◆ **GOAL OF THE EXERCISE**
After locating "calls get a" in the listing below, copy that line and each one after it exactly, ending with the line that has "auth_state: &AuthState) ->".

◆ **PROVIDED ENTRIES**
┌────────

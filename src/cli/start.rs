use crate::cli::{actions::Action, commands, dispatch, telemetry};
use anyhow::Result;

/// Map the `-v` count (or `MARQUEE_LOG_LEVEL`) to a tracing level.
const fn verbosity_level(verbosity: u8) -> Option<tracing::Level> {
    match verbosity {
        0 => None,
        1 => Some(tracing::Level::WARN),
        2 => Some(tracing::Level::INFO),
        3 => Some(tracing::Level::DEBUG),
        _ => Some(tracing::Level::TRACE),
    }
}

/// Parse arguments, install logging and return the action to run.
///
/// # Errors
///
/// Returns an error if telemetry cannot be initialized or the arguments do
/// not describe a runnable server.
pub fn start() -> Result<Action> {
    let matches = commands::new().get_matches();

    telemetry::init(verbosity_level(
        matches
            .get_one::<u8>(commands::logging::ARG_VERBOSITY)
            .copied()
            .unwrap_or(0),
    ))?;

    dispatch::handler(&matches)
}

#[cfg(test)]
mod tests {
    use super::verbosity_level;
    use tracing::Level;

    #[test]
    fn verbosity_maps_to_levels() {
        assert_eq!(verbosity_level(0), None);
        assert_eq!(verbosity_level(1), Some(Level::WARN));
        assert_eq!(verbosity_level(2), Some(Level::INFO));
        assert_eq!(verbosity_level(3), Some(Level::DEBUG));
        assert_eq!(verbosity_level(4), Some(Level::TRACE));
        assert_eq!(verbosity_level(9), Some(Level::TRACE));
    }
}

└────────
┌────────

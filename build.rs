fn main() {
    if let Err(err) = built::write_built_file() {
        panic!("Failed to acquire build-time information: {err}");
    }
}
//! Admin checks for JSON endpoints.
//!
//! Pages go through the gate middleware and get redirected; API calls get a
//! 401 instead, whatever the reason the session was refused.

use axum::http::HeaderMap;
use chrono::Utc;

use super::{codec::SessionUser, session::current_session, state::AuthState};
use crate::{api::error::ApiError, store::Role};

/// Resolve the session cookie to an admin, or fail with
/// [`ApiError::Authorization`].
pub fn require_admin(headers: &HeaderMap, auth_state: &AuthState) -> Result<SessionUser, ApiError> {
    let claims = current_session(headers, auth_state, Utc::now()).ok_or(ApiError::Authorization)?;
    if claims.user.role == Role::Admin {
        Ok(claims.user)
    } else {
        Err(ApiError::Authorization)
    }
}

└────────

◆ **WRITTEN SOLUTION**
//! Pages go through the gate middleware and get redirected; API calls get a
//! 401 instead, whatever the reason the session was refused.

use axum::http::HeaderMap;
use chrono::Utc;

use super::{codec::SessionUser, session::current_session, state::AuthState};
use crate::{api::error::ApiError, store::Role};

/// Resolve the session cookie to an admin, or fail with
/// [`ApiError::Authorization`].
pub fn require_admin(headers: &HeaderMap, auth_state: &AuthState) -> Result<SessionUser, ApiError> {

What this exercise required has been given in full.